*Work required*:
Restate, word for word, each record that follows.

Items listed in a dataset
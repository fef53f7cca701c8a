//! Configuration validation
//!
//! Cross-field constraints checked once at load time, so every later
//! component can assume a coherent configuration. All violations here are
//! fatal before any data flows.

use crate::error::{ConfigError, Result};
use crate::Config;

/// Validate the full configuration
pub fn validate_config(config: &Config) -> Result<()> {
    validate_source(config)?;
    validate_assembly(config)?;
    validate_extractor(config)?;
    validate_oneshot(config)?;
    validate_relay(config)?;
    Ok(())
}

/// Validate only what relay mode touches
///
/// The relay never assembles fragments, so the assembly and extractor
/// sections may be absent entirely.
pub fn validate_relay_mode(config: &Config) -> Result<()> {
    validate_source(config)?;
    validate_oneshot(config)?;
    validate_relay(config)?;
    Ok(())
}

fn validate_source(config: &Config) -> Result<()> {
    if config.source.ring.is_empty() {
        return Err(ConfigError::missing_field("source", "ring"));
    }
    if !config.source.ring.contains("://") {
        return Err(ConfigError::invalid_value(
            "source",
            "ring",
            format!("'{}' is not a ring address (expected '<scheme>://...')", config.source.ring),
        ));
    }
    if config.source.poll_interval_ms == 0 {
        return Err(ConfigError::invalid_value(
            "source",
            "poll_interval_ms",
            "must be non-zero",
        ));
    }
    Ok(())
}

fn validate_assembly(config: &Config) -> Result<()> {
    // Without either path, headerless records have no source id.
    if config.assembly.ids.is_empty() && !config.assembly.expect_body_headers {
        return Err(ConfigError::NoSourceIdPath);
    }
    if config.assembly.batch_budget == 0 {
        return Err(ConfigError::invalid_value(
            "assembly",
            "batch_budget",
            "must be non-zero",
        ));
    }
    if let Some(default_id) = config.assembly.default_id
        && !config.assembly.ids.is_empty()
        && !config.assembly.ids.contains(&default_id)
    {
        return Err(ConfigError::invalid_value(
            "assembly",
            "default_id",
            format!("{default_id} is not in the allowed id list {:?}", config.assembly.ids),
        ));
    }
    Ok(())
}

fn validate_extractor(config: &Config) -> Result<()> {
    // Body headers make the extractor optional; otherwise one is required.
    if !config.assembly.expect_body_headers && config.extractor.name.is_none() {
        return Err(ConfigError::missing_field("extractor", "type"));
    }
    Ok(())
}

fn validate_oneshot(config: &Config) -> Result<()> {
    if config.oneshot.sources > 0 && config.oneshot.timeout_secs == 0 {
        return Err(ConfigError::invalid_value(
            "oneshot",
            "timeout_secs",
            "must be non-zero in one-shot mode",
        ));
    }
    Ok(())
}

fn validate_relay(config: &Config) -> Result<()> {
    if config.relay.queue_capacity == 0 {
        return Err(ConfigError::invalid_value(
            "relay",
            "queue_capacity",
            "must be non-zero",
        ));
    }
    if config.relay.output != "stdout" && !config.relay.output.contains("://") {
        return Err(ConfigError::invalid_value(
            "relay",
            "output",
            format!("'{}' is not 'stdout' or an address", config.relay.output),
        ));
    }
    Ok(())
}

*Result of this exercise*:
repository fef53f7cca701c8a
//! Configuration validation
//!
//! Cross-field constraints checked once at load time, so every later
//! component can assume a coherent configuration. All violations here are
//! fatal before any data flows.

use crate::error::{ConfigError, Result};
use crate::Config;

/// Validate the full configuration
pub fn validate_config(config: &Config) -> Result<()> {
    validate_source(config)?;
    validate_assembly(config)?;
    validate_extractor(config)?;
    validate_oneshot(config)?;
    validate_relay(config)?;
    Ok(())
}

/// Validate only what relay mode touches
///
/// The relay never assembles fragments, so the assembly and extractor
/// sections may be absent entirely.
pub fn validate_relay_mode(config: &Config) -> Result<()> {
    validate_source(config)?;
    validate_oneshot(config)?;
    validate_relay(config)?;
    Ok(())
}

fn validate_source(config: &Config) -> Result<()> {
    if config.source.ring.is_empty() {
        return Err(ConfigError::missing_field("source", "ring"));
    }
    if !config.source.ring.contains("://") {
        return Err(ConfigError::invalid_value(
            "source",
            "ring",
            format!("'{}' is not a ring address (expected '<scheme>://...')", config.source.ring),
        ));
    }
    if config.source.poll_interval_ms == 0 {
        return Err(ConfigError::invalid_value(
            "source",
            "poll_interval_ms",
            "must be non-zero",
        ));
    }
    Ok(())
}

fn validate_assembly(config: &Config) -> Result<()> {
    // Without either path, headerless records have no source id.
    if config.assembly.ids.is_empty() && !config.assembly.expect_body_headers {
        return Err(ConfigError::NoSourceIdPath);
    }
    if config.assembly.batch_budget == 0 {
        return Err(ConfigError::invalid_value(
            "assembly",
            "batch_budget",
            "must be non-zero",
        ));
    }
    if let Some(default_id) = config.assembly.default_id
        && !config.assembly.ids.is_empty()
        && !config.assembly.ids.contains(&default_id)
    {
        return Err(ConfigError::invalid_value(
            "assembly",
            "default_id",
            format!("{default_id} is not in the allowed id list {:?}", config.assembly.ids),
        ));
    }
    Ok(())
}

fn validate_extractor(config: &Config) -> Result<()> {
    // Body headers make the extractor optional; otherwise one is required.
    if !config.assembly.expect_body_headers && config.extractor.name.is_none() {
        return Err(ConfigError::missing_field("extractor", "type"));
    }
    Ok(())
}

fn validate_oneshot(config: &Config) -> Result<()> {
    if config.oneshot.sources > 0 && config.oneshot.timeout_secs == 0 {
        return Err(ConfigError::invalid_value(
            "oneshot",
            "timeout_secs",
            "must be non-zero in one-shot mode",
        ));
    }
    Ok(())
}

fn validate_relay(config: &Config) -> Result<()> {
    if config.relay.queue_capacity == 0 {
        return Err(ConfigError::invalid_value(
            "relay",
            "queue_capacity",
            "must be non-zero",
        ));
    }
    if config.relay.output != "stdout" && !config.relay.output.contains("://") {
        return Err(ConfigError::invalid_value(
            "relay",
            "output",
            format!("'{}' is not 'stdout' or an address", config.relay.output),
        ));
    }
    Ok(())
}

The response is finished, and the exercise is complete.